Research from Montana found that ‘Adults with an ACE score of 4 or more are 1220% more likely to attempt suicide, 1003% more likely to use injected drugs, 460% more likely to have recent depression, and 390% more likely to have lung disease… Adults with an ACE score of 2 or more are 400% more likely to consider themselves an ‘alcoholic.’’ Source here. Studies have established that a higher ACE score ‘is an important predictor of poor behavioural and consequently poor health outcomes over the life course’ (Source).

Source: Young Minds

As a professional within the support service arena, I suspect most of us have sat in on meetings where local statistics around ACEs are discussed, particularly concerning identifying those at risk of harm (or criminality). In professional training sessions, making these links between 4+ and harm is commonplace.

But I wanted to open up the discussion about how we process this as people with ACEs ourselves. Recently I have come to realise that I actually feel a lot of tension around the struggles that I have faced. As someone with the magic 4+ number of ACEs, I have come to split myself apart when I sit in meetings and hear the bleak prognosis of the particular target group of young people who are classified as most in need. I experience myself in two halves; the professional self, sitting in the meeting and offering my research-related perspectives; and the private self which stings at the 4+ claims.

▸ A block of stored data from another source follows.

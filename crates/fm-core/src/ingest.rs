//! The ingestion endpoint: parse, resolve, write, commit.
//!
//! ```text
//! Received -> Parsing -> Resolving -> Writing -> Committed
//!     \__________\___________\___________\______> Failed(stage, error)
//! ```
//!
//! Arch, Host and User are resolved in autocommit mode before the write
//! transaction opens, so they may outlive a batch that later fails. Everything
//! owned by the batch (the batch row, opcodes first seen in it, entries and
//! their children) is written inside one IMMEDIATE transaction. Any error
//! drops the transaction, which rolls it back: a failed batch leaves no rows
//! behind.

use std::time::Instant;

use chrono::{DateTime, Utc};
use fm_common::{Arch, Host, IngestError, IngestOutcome, User};
use rusqlite::TransactionBehavior;
use tracing::{field, info, info_span, warn};

use crate::batch::{parse_batch, Batch};
use crate::logging::{event_names, generate_ingest_id, Stage};
use crate::store::{resolve, storage_error, BatchWriter, ResolvedRefs, Store, WriteSummary};

/// Where an ingestion was when it finished.
#[derive(Debug, Clone, Copy, PartialEq, Eq)]
pub enum IngestStage {
    Received,
    Parsing,
    Resolving,
    Writing,
    Committed,
}

impl IngestStage {
    pub fn as_stage(self) -> Stage {
        match self {
            IngestStage::Received => Stage::Received,
            IngestStage::Parsing => Stage::Parsing,
            IngestStage::Resolving => Stage::Resolving,
            IngestStage::Writing => Stage::Writing,
            IngestStage::Committed => Stage::Committed,
        }
    }
}

impl std::fmt::Display for IngestStage {
    fn fmt(&self, f: &mut std::fmt::Formatter<'_>) -> std::fmt::Result {
        self.as_stage().fmt(f)
    }
}

/// A committed batch.
#[derive(Debug, Clone)]
pub struct IngestReport {
    pub ingest_id: String,
    pub arch: String,
    pub summary: WriteSummary,
    pub entry_kinds: EntryTally,
}

/// Per-kind entry counts of the decoded batch.
#[derive(Debug, Clone, Copy, Default, PartialEq, Eq)]
pub struct EntryTally {
    pub success: usize,
    pub failure: usize,
    pub unexpected_signal: usize,
}

/// A rejected batch: the stage it failed in and why.
#[derive(Debug, Clone)]
pub struct IngestFailure {
    pub ingest_id: String,
    pub stage: IngestStage,
    pub error: IngestError,
}

impl IngestFailure {
    pub fn outcome(&self) -> IngestOutcome {
        IngestOutcome::from(&self.error)
    }
}

/// Result of [`run_ingest`].
pub type IngestResult = std::result::Result<IngestReport, IngestFailure>;

/// Ingest one raw batch document, stamping it with the current time.
pub fn run_ingest(store: &mut Store, raw: &[u8]) -> IngestResult {
    run_ingest_at(store, raw, Utc::now())
}

/// Ingest one raw batch document with an explicit submission time.
pub fn run_ingest_at(store: &mut Store, raw: &[u8], submitted_at: DateTime<Utc>) -> IngestResult {
    let ingest_id = generate_ingest_id();
    let span = info_span!("ingest", ingest_id = %ingest_id, stage = field::Empty);
    let _guard = span.enter();
    let started = Instant::now();

    let mut stage = IngestStage::Received;
    span.record("stage", stage.as_stage().as_str());
    info!(
        event = event_names::INGEST_RECEIVED,
        bytes = raw.len() as u64,
        "batch received"
    );

    let result = pipeline(store, raw, submitted_at, &mut |next| {
        stage = next;
        span.record("stage", next.as_stage().as_str());
    });

    match result {
        Ok((arch, summary, entry_kinds)) => {
            info!(
                event = event_names::INGEST_COMMITTED,
                batch_id = summary.batch_id.0,
                arch = %arch,
                successes = summary.successes as u64,
                failures = summary.failures as u64,
                signal_errors = summary.signal_errors as u64,
                elapsed_ms = started.elapsed().as_millis() as u64,
                "batch committed"
            );
            Ok(IngestReport {
                ingest_id,
                arch,
                summary,
                entry_kinds,
            })
        }
        Err(error) => {
            warn!(
                event = event_names::INGEST_FAILED,
                failed_stage = %stage,
                code = error.code(),
                category = %error.category(),
                detail = error.detail().unwrap_or(""),
                error = %error,
                "batch rejected"
            );
            Err(IngestFailure {
                ingest_id,
                stage,
                error,
            })
        }
    }
}

/// Ingest one raw batch document and return the submitter-facing outcome.
pub fn ingest(store: &mut Store, raw: &[u8]) -> IngestOutcome {
    match run_ingest(store, raw) {
        Ok(_) => IngestOutcome::Success,
        Err(failure) => failure.outcome(),
    }
}

fn pipeline(
    store: &mut Store,
    raw: &[u8],
    submitted_at: DateTime<Utc>,
    advance: &mut dyn FnMut(IngestStage),
) -> fm_common::Result<(String, WriteSummary, EntryTally)> {
    advance(IngestStage::Parsing);
    let batch = parse_batch(raw)?;
    let tally = tally(&batch);

    advance(IngestStage::Resolving);
    let refs = resolve_refs(store, &batch)?;

    advance(IngestStage::Writing);
    let tx = store
        .connection_mut()
        .transaction_with_behavior(TransactionBehavior::Immediate)
        .map_err(|e| storage_error("begin transaction", e))?;
    let summary = BatchWriter::new(&tx, &refs).write(&batch, submitted_at)?;
    tx.commit().map_err(|e| storage_error("commit batch", e))?;

    advance(IngestStage::Committed);
    Ok((batch.arch, summary, tally))
}

fn resolve_refs(store: &Store, batch: &Batch) -> fm_common::Result<ResolvedRefs> {
    let conn = store.connection();
    let arch: Arch = resolve(conn, &batch.arch, &())?;
    let host: Host = resolve(conn, &batch.testing_host, &arch.id)?;
    if host.arch_id != arch.id {
        return Err(IngestError::invalid_value(
            "arch",
            format!(
                "testing host '{}' is registered under a different architecture than '{}'",
                host.hostname, arch.name
            ),
        ));
    }
    let user: User = resolve(conn, &batch.fuzzer_user, &())?;
    Ok(ResolvedRefs { arch, host, user })
}

fn tally(batch: &Batch) -> EntryTally {
    use crate::batch::EntryKind;

    let mut tally = EntryTally::default();
    for entry in &batch.entries {
        match entry.kind() {
            EntryKind::Success => tally.success += 1,
            EntryKind::Failure => tally.failure += 1,
            EntryKind::UnexpectedSignal => tally.unexpected_signal += 1,
        }
    }
    tally
}

#[cfg(test)]
mod tests {
    use super::*;

    fn count(store: &Store, table: &str) -> i64 {
        store
            .connection()
            .query_row(&format!("SELECT COUNT(*) FROM {}", table), [], |row| {
                row.get(0)
            })
            .unwrap()
    }

    const GOOD: &str = r#"{"fuzzer-host":"fh1","fuzzer-user":"u1","testing-host":"th1",
        "arch":"x86","entries":[{"type":"success","opcode":"ADD","count":"5"}]}"#;

    #[test]
    fn committed_batch_reports_summary() {
        let mut store = Store::open_in_memory().unwrap();
        let report = run_ingest(&mut store, GOOD.as_bytes()).unwrap();
        assert!(report.ingest_id.starts_with("ing-"));
        assert_eq!(report.arch, "x86");
        assert_eq!(report.summary.successes, 1);
        assert_eq!(report.entry_kinds.success, 1);
        assert_eq!(count(&store, "batch"), 1);
    }

    #[test]
    fn parse_failures_are_tagged_with_parsing_stage() {
        let mut store = Store::open_in_memory().unwrap();
        let failure = run_ingest(&mut store, b"{not json").unwrap_err();
        assert_eq!(failure.stage, IngestStage::Parsing);
        assert!(matches!(failure.error, IngestError::MalformedDocument(_)));
        assert_eq!(count(&store, "arch"), 0);
    }

    #[test]
    fn host_registered_under_other_arch_is_rejected_while_resolving() {
        let mut store = Store::open_in_memory().unwrap();
        run_ingest(&mut store, GOOD.as_bytes()).unwrap();

        let other = GOOD.replace("\"x86\"", "\"arm\"");
        let failure = run_ingest(&mut store, other.as_bytes()).unwrap_err();
        assert_eq!(failure.stage, IngestStage::Resolving);
        match failure.outcome() {
            IngestOutcome::Failure { message } => assert!(message.starts_with("Invalid value:")),
            other => panic!("unexpected outcome {:?}", other),
        }
        assert_eq!(count(&store, "batch"), 1);
        // The new arch was resolved before the host check and stays.
        assert_eq!(count(&store, "arch"), 2);
    }

    #[test]
    fn write_failure_rolls_back_the_batch() {
        let mut store = Store::open_in_memory().unwrap();
        store
            .connection()
            .execute_batch(
                "CREATE TRIGGER reject_signal BEFORE INSERT ON test_signal_error
                 BEGIN SELECT RAISE(ABORT, 'signal rows disabled'); END;",
            )
            .unwrap();

        let doc = r#"{"fuzzer-host":"fh1","fuzzer-user":"u1","testing-host":"th1","arch":"x86",
            "entries":[{"type":"success","opcode":"ADD","count":1},
                       {"type":"unexpectedSignal","opcode":"LDR","pretty":"ldr","bytes":"00",
                        "signal":11,"inputs":[]}]}"#;
        let failure = run_ingest(&mut store, doc.as_bytes()).unwrap_err();
        assert_eq!(failure.stage, IngestStage::Writing);
        assert!(failure.error.user_message().starts_with("Error:"));
        match &failure.error {
            IngestError::StorageFailure { detail, .. } => {
                assert!(detail.contains("signal rows disabled"), "{}", detail)
            }
            other => panic!("unexpected error {:?}", other),
        }

        assert_eq!(count(&store, "batch"), 0);
        assert_eq!(count(&store, "test_success"), 0);
        assert_eq!(count(&store, "opcode"), 0);
        // Autocommitted references survive.
        assert_eq!(count(&store, "host"), 1);
    }

    #[test]
    fn ingest_returns_wire_outcome() {
        let mut store = Store::open_in_memory().unwrap();
        assert_eq!(ingest(&mut store, GOOD.as_bytes()), IngestOutcome::Success);
        match ingest(&mut store, br#"{"fuzzer-host":"fh1"}"#) {
            IngestOutcome::Failure { message } => assert_eq!(message, "Invalid key 'fuzzer-user'"),
            other => panic!("unexpected outcome {:?}", other),
        }
    }

    #[test]
    fn stage_names_match_log_stages() {
        assert_eq!(IngestStage::Resolving.to_string(), "resolving");
        assert_eq!(IngestStage::Committed.as_stage(), Stage::Committed);
    }
}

In some ways I want to shout out that not all of us with 4+ end up criminalised, in prison, teenage parents etc. etc. Sometimes I want to claim the success story persona- breaking the cycle, breaking the mould, being the change, bucking the trend. In those moments I want to scoop up those children living through it and tell them ‘Don’t give up hope, you can get through this’. Some of us manage to navigate both survival and the code-switching required to get by in the mainstream. Many of us become very high achievers, seeking to plug the self-worth gap through external merits.

But I am coming to realise I also have the shadow side of shame when I read the research and see the areas where my ACEs continue to impact my life. The reality is that the older I get the less I expect to fully ‘heal’. The ongoing struggle within myself and in addiction recovery endures. I wonder, perhaps opening up with vulnerability will help others too.

We are split between ourselves as living in chaos, or as ‘survivors’.

As the ‘expert’ or the ‘subject’.

Split between the past and the future; desperately trying to deny the messy present.

Because this is where the complexity is.

That when you have grown up with the magic score of 4+ even getting to reach the ‘normal’ is an achievement. But this doesn’t mean that those impacts go away. With the continued rise in recognition for ‘experts-by-experience’ or the importance of wider lived-experience as having a contribution, I think we need to break the taboo around the enduring legacy of harm.

We may still be here, but we may also be struggling.

We may be thriving, but also overcoming.

We live in the messy present of childhoods you can’t grow out of.